● **About this exercise**: From the line that contains "pub use instance::Instance;" to the last line of the entries, set down each line exactly as written, both ends included, with nothing else.

[Items listed in a dataset]
Content starts

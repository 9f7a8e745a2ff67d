//! Host side of the guest boundary: a wasmtime store holding the handle
//! table and platform capabilities, the `bridge.*` imports and the loader
//! that brings a guest module up.

mod closure;
pub mod config;
mod error;
pub mod imports;
mod instance;
mod loader;
mod memory;
mod pending;
mod shims;
mod state;
mod streaming;
mod value;

pub use closure::{ClosureError, ClosureState};
pub use config::BridgeConfig;
pub use error::LoadError;
pub use instance::Instance;
pub use loader::{
    CompilePath, FREE_EXPORT, Loader, LoaderState, MALLOC_EXPORT, MEMORY_EXPORT, ModuleSource,
    REALLOC_EXPORT, START_EXPORT, TABLE_EXPORT,
};
pub use memory::ResultSlot;
pub use pending::{PendingOps, Promise, PromiseId, PromiseRef, Settlement};
pub use state::{FALSE, HostState, NULL, ObserverRef, ResizeObserver, TRUE, UNDEFINED};
pub use streaming::StreamingCompiler;
pub use value::{HostError, HostValue, ObserverId};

Content ends

● **Task solution**:
pub use instance::Instance;
pub use loader::{
    CompilePath, FREE_EXPORT, Loader, LoaderState, MALLOC_EXPORT, MEMORY_EXPORT, ModuleSource,
    REALLOC_EXPORT, START_EXPORT, TABLE_EXPORT,
};
pub use memory::ResultSlot;
pub use pending::{PendingOps, Promise, PromiseId, PromiseRef, Settlement};
pub use state::{FALSE, HostState, NULL, ObserverRef, ResizeObserver, TRUE, UNDEFINED};
pub use streaming::StreamingCompiler;
pub use value::{HostError, HostValue, ObserverId};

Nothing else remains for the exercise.